» **Task description**
Could you copy every line from the material below in which "ChannelXid" appears?
** Source data follows **
//! Play entity - Record of a user having played a started game.

use sea_orm::entity::prelude::*;
use serde::{Deserialize, Serialize};

/// Play database model
#[derive(Clone, Debug, PartialEq, Eq, DeriveEntityModel, Serialize, Deserialize)]
#[sea_orm(table_name = "plays")]
pub struct Model {
    /// Player
    #[sea_orm(primary_key, auto_increment = false)]
    pub user_xid: i64,
    /// Started game
    #[sea_orm(primary_key, auto_increment = false)]
    pub game_id: i32,
    /// Points reported by the player
    pub points: Option<i32>,
    /// When the game started for this player
    pub created_at: DateTimeUtc,
    /// When the player confirmed every reported result
    pub confirmed_at: Option<DateTimeUtc>,
}

/// Defines relationships between Play and other entities
#[derive(Copy, Clone, Debug, EnumIter, DeriveRelation)]
pub enum Relation {
    /// Each play belongs to one game
    #[sea_orm(
        belongs_to = "super::game::Entity",
        from = "Column::GameId",
        to = "super::game::Column::Id",
        on_delete = "Cascade"
    )]
    Game,
}

impl Related<super::game::Entity> for Entity {
    fn to() -> RelationDef {
        Relation::Game.def()
    }
}

impl ActiveModelBehavior for ActiveModel {}
//! User business logic - registration, bans, queue status and block lists.

use crate::{
    entities::{Block, Game, GameStatus, Queue, User, block, game, post, queue, user},
    errors::{Error, Result},
};
use chrono::Utc;
use sea_orm::{
    Condition, JoinType, QueryOrder, QuerySelect, RelationTrait, Set, prelude::*,
    sea_query::OnConflict,
};

const MAX_NAME_LEN: usize = 100;

/// Placeholder name for users recorded before the bot has seen them speak.
pub const UNKNOWN_USER: &str = "Unknown User";

/// Records a user, refreshing the cached display name when it already exists.
pub async fn upsert_user<C>(db: &C, xid: i64, name: &str) -> Result<user::Model>
where
    C: ConnectionTrait,
{
    let now = Utc::now();
    let name: String = name.chars().take(MAX_NAME_LEN).collect();
    let model = user::ActiveModel {
        xid: Set(xid),
        created_at: Set(now),
        updated_at: Set(now),
        name: Set(name),
        banned: Set(false),
    };

    User::insert(model)
        .on_conflict(
            OnConflict::column(user::Column::Xid)
                .update_columns([user::Column::Name, user::Column::UpdatedAt])
                .to_owned(),
        )
        .exec_without_returning(db)
        .await?;

    User::find_by_id(xid)
        .one(db)
        .await?
        .ok_or_else(|| Error::Config {
            message: format!("User {xid} vanished after upsert"),
        })
}

/// Finds a user by Discord id.
pub async fn get_user<C>(db: &C, xid: i64) -> Result<Option<user::Model>>
where
    C: ConnectionTrait,
{
    User::find_by_id(xid).one(db).await.map_err(Into::into)
}

/// Whether the user is banned from the bot.
pub async fn is_banned<C>(db: &C, xid: i64) -> Result<bool>
where
    C: ConnectionTrait,
{
    Ok(get_user(db, xid).await?.is_some_and(|u| u.banned))
}

/// Bans or unbans a user, recording them first if they are unknown.
pub async fn set_banned(db: &DatabaseConnection, xid: i64, banned: bool) -> Result<()> {
    if get_user(db, xid).await?.is_none() {
        upsert_user(db, xid, UNKNOWN_USER).await?;
    }
    User::update_many()
        .col_expr(user::Column::Banned, Expr::value(banned))
        .col_expr(user::Column::UpdatedAt, Expr::value(Utc::now()))
        .filter(user::Column::Xid.eq(xid))
        .exec(db)
        .await?;
    Ok(())
}

/// The pending game the user is waiting in for a channel, if any.
///
/// A game belongs to a channel when it was created there or when one of its
/// posts (for example a mirror) lives there.
pub async fn current_game<C>(db: &C, user_xid: i64, channel_xid: i64) -> Result<Option<game::Model>>
where
    C: ConnectionTrait,
{
    Game::find()
        .join(JoinType::InnerJoin, game::Relation::Queues.def())
        .join(JoinType::LeftJoin, game::Relation::Posts.def())
        .filter(queue::Column::UserXid.eq(user_xid))
        .filter(game::Column::Status.eq(GameStatus::Pending))
        .filter(game::Column::DeletedAt.is_null())
        .filter(
            Condition::any()
                .add(game::Column::ChannelXid.eq(channel_xid))
                .add(post::Column::ChannelXid.eq(channel_xid)),
        )
        .order_by_desc(game::Column::UpdatedAt)
        .one(db)
        .await
        .map_err(Into::into)
}

/// Whether the user is already waiting in a game for this channel.
pub async fn is_waiting<C>(db: &C, user_xid: i64, channel_xid: i64) -> Result<bool>
where
    C: ConnectionTrait,
{
    Ok(current_game(db, user_xid, channel_xid).await?.is_some())
}

/// Number of pending games the user is queued in.
pub async fn pending_games<C>(db: &C, user_xid: i64) -> Result<u64>
where
    C: ConnectionTrait,
{
    Queue::find()
        .filter(queue::Column::UserXid.eq(user_xid))
        .count(db)
        .await
        .map_err(Into::into)
}

/// Whether the user is queued in a game belonging to a different guild.
pub async fn queued_in_another_guild<C>(db: &C, user_xid: i64, guild_xid: i64) -> Result<bool>
where
    C: ConnectionTrait,
{
    let count = Queue::find()
        .join(JoinType::InnerJoin, queue::Relation::Game.def())
        .filter(queue::Column::UserXid.eq(user_xid))
        .filter(game::Column::GuildXid.ne(guild_xid))
        .count(db)
        .await?;
    Ok(count > 0)
}

/// Blocks each of `others` for `user_xid`. Blocking yourself is ignored.
pub async fn block(db: &DatabaseConnection, user_xid: i64, others: &[i64]) -> Result<()> {
    let now = Utc::now();
    let rows: Vec<block::ActiveModel> = others
        .iter()
        .filter(|&&other| other != user_xid)
        .map(|&other| block::ActiveModel {
            user_xid: Set(user_xid),
            blocked_user_xid: Set(other),
            created_at: Set(now),
        })
        .collect();
    if rows.is_empty() {
        return Ok(());
    }

    Block::insert_many(rows)
        .on_conflict(
            OnConflict::columns([block::Column::UserXid, block::Column::BlockedUserXid])
                .do_nothing()
                .to_owned(),
        )
        .exec_without_returning(db)
        .await?;
    Ok(())
}

/// Removes blocks of each of `others` for `user_xid`.
pub async fn unblock(db: &DatabaseConnection, user_xid: i64, others: &[i64]) -> Result<()> {
    Block::delete_many()
        .filter(block::Column::UserXid.eq(user_xid))
        .filter(block::Column::BlockedUserXid.is_in(others.iter().copied()))
        .exec(db)
        .await?;
    Ok(())
}

/// Users blocked by `user_xid`, oldest block first.
pub async fn blocklist(db: &DatabaseConnection, user_xid: i64) -> Result<Vec<i64>> {
    Block::find()
        .select_only()
        .column(block::Column::BlockedUserXid)
        .filter(block::Column::UserXid.eq(user_xid))
        .order_by_asc(block::Column::CreatedAt)
        .into_tuple()
        .all(db)
        .await
        .map_err(Into::into)
}

#[cfg(test)]
mod tests {
    #![allow(clippy::unwrap_used)]
    use super::*;
    use crate::core::games::{self, JoinRequest};
    use crate::entities::{GameBracket, GameFormat, GameService};
    use crate::test_utils::*;

    fn request(guild: i64, channel: i64, author: i64) -> JoinRequest {
        JoinRequest {
            guild_xid: guild,
            channel_xid: channel,
            author_xid: author,
            friend_xids: vec![],
            seats: 4,
            format: GameFormat::Commander,
            bracket: GameBracket::None,
            service: GameService::SpellTable,
        }
    }

    #[tokio::test]
    async fn test_upsert_user_truncates_name() -> Result<()> {
        let db = setup_test_db().await?;
        let user = upsert_user(&db, 1, &"a".repeat(150)).await?;
        assert_eq!(user.name.chars().count(), 100);
        assert!(!user.banned);
        Ok(())
    }

    #[tokio::test]
    async fn test_ban_unknown_user() -> Result<()> {
        let db = setup_test_db().await?;
        assert!(!is_banned(&db, 7).await?);

        set_banned(&db, 7, true).await?;
        assert!(is_banned(&db, 7).await?);
        assert_eq!(get_user(&db, 7).await?.unwrap().name, UNKNOWN_USER);

        set_banned(&db, 7, false).await?;
        assert!(!is_banned(&db, 7).await?);
        Ok(())
    }

    #[tokio::test]
    async fn test_waiting_and_pending_counts() -> Result<()> {
        let db = setup_test_db().await?;
        create_test_guild(&db, 1).await?;
        create_test_guild(&db, 2).await?;
        create_test_channel(&db, 1, 10).await?;
        create_test_channel(&db, 1, 11).await?;

        assert!(!is_waiting(&db, 100, 10).await?);
        games::upsert(&db, &request(1, 10, 100), false).await?;

        assert!(is_waiting(&db, 100, 10).await?);
        assert!(!is_waiting(&db, 100, 11).await?);
        assert_eq!(pending_games(&db, 100).await?, 1);
        assert!(!queued_in_another_guild(&db, 100, 1).await?);
        assert!(queued_in_another_guild(&db, 100, 2).await?);
        Ok(())
    }

    #[tokio::test]
    async fn test_block_and_unblock() -> Result<()> {
        let db = setup_test_db().await?;

        block(&db, 1, &[2, 3, 1]).await?;
        block(&db, 1, &[2]).await?;
        let mut blocked = blocklist(&db, 1).await?;
        blocked.sort_unstable();
        assert_eq!(blocked, vec![2, 3]);

        unblock(&db, 1, &[2]).await?;
        assert_eq!(blocklist(&db, 1).await?, vec![3]);
        assert!(blocklist(&db, 2).await?.is_empty());
        Ok(())
    }
}
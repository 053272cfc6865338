//! Discord operations that never fail the surrounding flow.
//!
//! Every helper here logs a failed Discord call and reports it through its
//! return value. Game flows keep going when a message can not be edited or a
//! DM can not be delivered.

use crate::core::render::GameEmbed;
use poise::serenity_prelude as serenity;
use serenity::{
    ButtonStyle, ChannelId, ChannelType, CreateActionRow, CreateButton, CreateChannel,
    CreateEmbed, CreateEmbedFooter, CreateInvite, CreateMessage, EditMessage, GuildChannel,
    GuildId, Member, Message, MessageId, Permissions, PremiumTier, User, UserId,
};
use tracing::{debug, warn};

/// Discord allows at most this many channels in one category.
const MAX_CATEGORY_CHANNELS: usize = 50;

/// Custom id prefix of the Join button.
pub const JOIN_PREFIX: &str = "join:";
/// Custom id prefix of the Leave button.
pub const LEAVE_PREFIX: &str = "leave:";

/// A button press on a game post.
#[derive(Debug, Clone, Copy, PartialEq, Eq)]
pub enum GameButton {
    /// Join the game
    Join(i32),
    /// Leave the game
    Leave(i32),
}

impl GameButton {
    /// Parses a component custom id.
    #[must_use]
    pub fn parse(custom_id: &str) -> Option<Self> {
        if let Some(id) = custom_id.strip_prefix(JOIN_PREFIX) {
            return id.parse().ok().map(Self::Join);
        }
        if let Some(id) = custom_id.strip_prefix(LEAVE_PREFIX) {
            return id.parse().ok().map(Self::Leave);
        }
        None
    }
}

/// Converts a rendered game into a Discord embed.
#[must_use]
pub fn to_embed(embed: &GameEmbed) -> CreateEmbed {
    CreateEmbed::new()
        .title(&embed.title)
        .description(&embed.description)
        .thumbnail(&embed.thumbnail)
        .color(embed.color)
        .fields(
            embed
                .fields
                .iter()
                .map(|f| (f.name.clone(), f.value.clone(), f.inline)),
        )
        .footer(CreateEmbedFooter::new(&embed.footer))
}

/// Join and Leave buttons for a pending game post.
#[must_use]
pub fn game_buttons(game_id: i32) -> Vec<CreateActionRow> {
    vec![CreateActionRow::Buttons(vec![
        CreateButton::new(format!("{JOIN_PREFIX}{game_id}"))
            .label("Join this game!")
            .style(ButtonStyle::Primary),
        CreateButton::new(format!("{LEAVE_PREFIX}{game_id}"))
            .label("Leave")
            .style(ButtonStyle::Secondary),
    ])]
}

/// Sends a message to a channel.
pub async fn safe_send_channel(
    ctx: &serenity::Context,
    channel_id: ChannelId,
    message: CreateMessage,
) -> Option<Message> {
    match channel_id.send_message(ctx, message).await {
        Ok(sent) => Some(sent),
        Err(e) => {
            warn!(channel_xid = channel_id.get(), "Could not send message: {e}");
            None
        }
    }
}

/// Edits a message. Returns whether the edit went through.
pub async fn safe_update_message(
    ctx: &serenity::Context,
    channel_id: ChannelId,
    message_id: MessageId,
    edit: EditMessage,
) -> bool {
    match channel_id.edit_message(ctx, message_id, edit).await {
        Ok(_) => true,
        Err(e) => {
            warn!(
                channel_xid = channel_id.get(),
                message_xid = message_id.get(),
                "Could not update message: {e}"
            );
            false
        }
    }
}

/// Deletes a message. Returns whether it was deleted.
pub async fn safe_delete_message(
    ctx: &serenity::Context,
    channel_id: ChannelId,
    message_id: MessageId,
) -> bool {
    match channel_id.delete_message(ctx, message_id).await {
        Ok(()) => true,
        Err(e) => {
            warn!(
                channel_xid = channel_id.get(),
                message_xid = message_id.get(),
                "Could not delete message: {e}"
            );
            false
        }
    }
}

/// Sends a direct message. Returns whether it was delivered.
pub async fn safe_send_user(ctx: &serenity::Context, user_id: UserId, message: CreateMessage) -> bool {
    match user_id.direct_message(ctx, message).await {
        Ok(_) => true,
        Err(e) => {
            debug!(user_xid = user_id.get(), "Could not DM user: {e}");
            false
        }
    }
}

/// Looks a user up on Discord.
pub async fn safe_fetch_user(ctx: &serenity::Context, user_id: UserId) -> Option<User> {
    match user_id.to_user(ctx).await {
        Ok(user) => Some(user),
        Err(e) => {
            debug!(user_xid = user_id.get(), "Could not fetch user: {e}");
            None
        }
    }
}

/// Adds or removes a role, looked up by name, on a guild member.
pub async fn safe_set_role(
    ctx: &serenity::Context,
    guild_id: GuildId,
    user_id: UserId,
    role_name: &str,
    remove: bool,
) -> bool {
    let roles = match guild_id.roles(ctx).await {
        Ok(roles) => roles,
        Err(e) => {
            warn!(guild_xid = guild_id.get(), "Could not fetch roles: {e}");
            return false;
        }
    };
    let Some(role_id) = roles.values().find(|r| r.name == role_name).map(|r| r.id) else {
        warn!(guild_xid = guild_id.get(), role_name, "Award role does not exist");
        return false;
    };

    let result = if remove {
        ctx.http.remove_member_role(guild_id, user_id, role_id, Some("SpellBot award")).await
    } else {
        ctx.http.add_member_role(guild_id, user_id, role_id, Some("SpellBot award")).await
    };
    if let Err(e) = result {
        warn!(guild_xid = guild_id.get(), user_xid = user_id.get(), role_name, "Could not change role: {e}");
        return false;
    }
    true
}

/// Members of the guild holding a role whose name starts with `prefix`.
pub async fn safe_members_with_role_prefix(
    ctx: &serenity::Context,
    guild_id: GuildId,
    prefix: &str,
) -> Vec<UserId> {
    let roles = match guild_id.roles(ctx).await {
        Ok(roles) => roles,
        Err(e) => {
            warn!(guild_xid = guild_id.get(), "Could not fetch roles: {e}");
            return Vec::new();
        }
    };
    let wanted: Vec<_> = roles
        .values()
        .filter(|r| r.name.starts_with(prefix))
        .map(|r| r.id)
        .collect();
    if wanted.is_empty() {
        return Vec::new();
    }

    match guild_id.members(ctx, None, None::<UserId>).await {
        Ok(members) => members
            .into_iter()
            .filter(|m| !m.user.bot && m.roles.iter().any(|r| wanted.contains(r)))
            .map(|m| m.user.id)
            .collect(),
        Err(e) => {
            warn!(guild_xid = guild_id.get(), "Could not fetch members: {e}");
            Vec::new()
        }
    }
}

/// Whether permissions and role names make a member a moderator.
pub fn can_moderate(permissions: Option<Permissions>, role_names: &[&str], prefix: &str) -> bool {
    permissions.is_some_and(Permissions::administrator)
        || role_names.iter().any(|name| name.starts_with(prefix))
}

/// Whether a member owns the guild, administers it or holds a moderator role.
pub async fn safe_can_moderate(
    ctx: &serenity::Context,
    guild_id: GuildId,
    member: &Member,
    prefix: &str,
) -> bool {
    let owner = ctx.cache.guild(guild_id).map(|g| g.owner_id);
    if owner == Some(member.user.id) {
        return true;
    }
    let roles = match guild_id.roles(ctx).await {
        Ok(roles) => roles,
        Err(e) => {
            warn!(guild_xid = guild_id.get(), "Could not fetch roles: {e}");
            return can_moderate(member.permissions, &[], prefix);
        }
    };
    let names: Vec<&str> = member
        .roles
        .iter()
        .filter_map(|id| roles.get(id).map(|r| r.name.as_str()))
        .collect();
    can_moderate(member.permissions, &names, prefix)
}

/// Highest voice bitrate the guild's boost level allows.
const fn max_bitrate(tier: PremiumTier) -> u32 {
    match tier {
        PremiumTier::Tier1 => 128_000,
        PremiumTier::Tier2 => 256_000,
        PremiumTier::Tier3 => 384_000,
        _ => 96_000,
    }
}

/// Picks the category for a new voice channel, creating one when every
/// category with the prefix is full.
async fn voice_category(
    ctx: &serenity::Context,
    guild_id: GuildId,
    prefix: &str,
) -> serenity::Result<ChannelId> {
    let channels = guild_id.channels(ctx).await?;
    let mut categories: Vec<&GuildChannel> = channels
        .values()
        .filter(|c| c.kind == ChannelType::Category && c.name.starts_with(prefix))
        .collect();
    categories.sort_by_key(|c| c.position);

    for category in &categories {
        let children = channels
            .values()
            .filter(|c| c.parent_id == Some(category.id))
            .count();
        if children < MAX_CATEGORY_CHANNELS {
            return Ok(category.id);
        }
    }

    let name = if categories.is_empty() {
        prefix.to_string()
    } else {
        format!("{prefix} {}", categories.len() + 1)
    };
    let created = guild_id
        .create_channel(ctx, CreateChannel::new(name).kind(ChannelType::Category))
        .await?;
    Ok(created.id)
}

/// Creates a voice channel inside a category whose name starts with `prefix`.
pub async fn safe_create_voice_channel(
    ctx: &serenity::Context,
    guild_id: GuildId,
    name: &str,
    prefix: &str,
    use_max_bitrate: bool,
) -> Option<GuildChannel> {
    let created = async {
        let category = voice_category(ctx, guild_id, prefix).await?;
        let mut builder = CreateChannel::new(name)
            .kind(ChannelType::Voice)
            .category(category);
        if use_max_bitrate {
            let guild = guild_id.to_partial_guild(ctx).await?;
            builder = builder.bitrate(max_bitrate(guild.premium_tier));
        }
        guild_id.create_channel(ctx, builder).await
    }
    .await;

    match created {
        Ok(channel) => Some(channel),
        Err(e) => {
            warn!(guild_xid = guild_id.get(), name, "Could not create voice channel: {e}");
            None
        }
    }
}

/// Creates an invite to a channel that expires after `max_age` seconds.
pub async fn safe_create_invite(ctx: &serenity::Context, channel_id: ChannelId, max_age: u32) -> Option<String> {
    match channel_id
        .create_invite(ctx, CreateInvite::new().max_age(max_age).max_uses(0))
        .await
    {
        Ok(invite) => Some(invite.url()),
        Err(e) => {
            warn!(channel_xid = channel_id.get(), "Could not create invite: {e}");
            None
        }
    }
}

/// Deletes a channel. Returns whether it was deleted.
pub async fn safe_delete_channel(ctx: &serenity::Context, channel_id: ChannelId) -> bool {
    match channel_id.delete(ctx).await {
        Ok(_) => true,
        Err(e) => {
            warn!(channel_xid = channel_id.get(), "Could not delete channel: {e}");
            false
        }
    }
}
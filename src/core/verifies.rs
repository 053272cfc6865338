//! Verification - per guild user status gating verified and unverified channels.

use crate::{
    entities::{ChannelModel, Verify, verify},
    errors::Result,
};
use sea_orm::{Set, prelude::*, sea_query::OnConflict};

/// Refusal for a verified user in an unverified only channel.
pub const VERIFIED_IN_UNVERIFIED_ONLY: &str = "Verified user message in a unverified only channel.";
/// Refusal for an unverified user in a verified only channel.
pub const UNVERIFIED_IN_VERIFIED_ONLY: &str = "Unverified user message in a verified only channel.";

/// Records a user's status in a guild.
///
/// With `None` an unknown user is recorded as unverified and a known user
/// keeps their status.
pub async fn upsert_verify<C>(
    db: &C,
    guild_xid: i64,
    user_xid: i64,
    verified: Option<bool>,
) -> Result<()>
where
    C: ConnectionTrait,
{
    let model = verify::ActiveModel {
        guild_xid: Set(guild_xid),
        user_xid: Set(user_xid),
        verified: Set(verified.unwrap_or(false)),
    };
    let mut on_conflict = OnConflict::columns([verify::Column::GuildXid, verify::Column::UserXid]);
    let on_conflict = if verified.is_some() {
        on_conflict.update_column(verify::Column::Verified).to_owned()
    } else {
        on_conflict.do_nothing().to_owned()
    };
    Verify::insert(model)
        .on_conflict(on_conflict)
        .exec_without_returning(db)
        .await?;
    Ok(())
}

/// Whether the user is verified in the guild.
pub async fn is_verified<C>(db: &C, guild_xid: i64, user_xid: i64) -> Result<bool>
where
    C: ConnectionTrait,
{
    Ok(Verify::find_by_id((guild_xid, user_xid))
        .one(db)
        .await?
        .is_some_and(|v| v.verified))
}

/// The refusal a channel's verification rules give a user, if any.
#[must_use]
pub const fn channel_refusal(channel: &ChannelModel, verified: bool) -> Option<&'static str> {
    if verified && channel.unverified_only {
        return Some(VERIFIED_IN_UNVERIFIED_ONLY);
    }
    if !verified && channel.verified_only {
        return Some(UNVERIFIED_IN_VERIFIED_ONLY);
    }
    None
}

/// Applies a channel's verification rules to a user about to play there.
///
/// Auto verify channels verify the user first. Moderators are recorded but
/// never refused.
#[tracing::instrument(skip(db, channel), fields(channel_xid = channel.xid))]
pub async fn check_channel<C>(
    db: &C,
    channel: &ChannelModel,
    user_xid: i64,
    moderator: bool,
) -> Result<Option<&'static str>>
where
    C: ConnectionTrait,
{
    let update = channel.auto_verify.then_some(true);
    upsert_verify(db, channel.guild_xid, user_xid, update).await?;
    if moderator {
        return Ok(None);
    }
    let verified = is_verified(db, channel.guild_xid, user_xid).await?;
    Ok(channel_refusal(channel, verified))
}

#[cfg(test)]
mod tests {
    #![allow(clippy::unwrap_used)]
    use super::*;
    use crate::core::channels::{self, ChannelSetting};
    use crate::test_utils::*;

    #[tokio::test]
    async fn test_upsert_verify() -> Result<()> {
        let db = setup_test_db().await?;

        upsert_verify(&db, 1, 100, None).await?;
        assert!(!is_verified(&db, 1, 100).await?);

        upsert_verify(&db, 1, 100, Some(true)).await?;
        assert!(is_verified(&db, 1, 100).await?);

        // An unknown status leaves a known one alone
        upsert_verify(&db, 1, 100, None).await?;
        assert!(is_verified(&db, 1, 100).await?);

        // Status is per guild
        assert!(!is_verified(&db, 2, 100).await?);

        upsert_verify(&db, 1, 100, Some(false)).await?;
        assert!(!is_verified(&db, 1, 100).await?);
        Ok(())
    }

    #[tokio::test]
    async fn test_channel_refusal() -> Result<()> {
        let db = setup_test_db().await?;
        create_test_guild(&db, 1).await?;
        let open = create_test_channel(&db, 1, 10).await?;
        assert_eq!(channel_refusal(&open, true), None);
        assert_eq!(channel_refusal(&open, false), None);

        let verified_only =
            channels::update_channel_setting(&db, 10, ChannelSetting::VerifiedOnly(true)).await?;
        assert_eq!(channel_refusal(&verified_only, true), None);
        assert_eq!(channel_refusal(&verified_only, false), Some(UNVERIFIED_IN_VERIFIED_ONLY));

        create_test_channel(&db, 1, 11).await?;
        let unverified_only =
            channels::update_channel_setting(&db, 11, ChannelSetting::UnverifiedOnly(true)).await?;
        assert_eq!(channel_refusal(&unverified_only, true), Some(VERIFIED_IN_UNVERIFIED_ONLY));
        assert_eq!(channel_refusal(&unverified_only, false), None);
        Ok(())
    }

    #[tokio::test]
    async fn test_check_channel() -> Result<()> {
        let db = setup_test_db().await?;
        create_test_guild(&db, 1).await?;
        create_test_channel(&db, 1, 10).await?;
        let channel =
            channels::update_channel_setting(&db, 10, ChannelSetting::VerifiedOnly(true)).await?;

        assert_eq!(
            check_channel(&db, &channel, 100, false).await?,
            Some(UNVERIFIED_IN_VERIFIED_ONLY)
        );
        assert_eq!(check_channel(&db, &channel, 100, true).await?, None);

        let channel =
            channels::update_channel_setting(&db, 10, ChannelSetting::AutoVerify(true)).await?;
        assert_eq!(check_channel(&db, &channel, 100, false).await?, None);
        assert!(is_verified(&db, 1, 100).await?);
        Ok(())
    }
}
** End of Source data **
» **Response for this exercise**
                .add(game::Column::ChannelXid.eq(channel_xid))
                .add(post::Column::ChannelXid.eq(channel_xid)),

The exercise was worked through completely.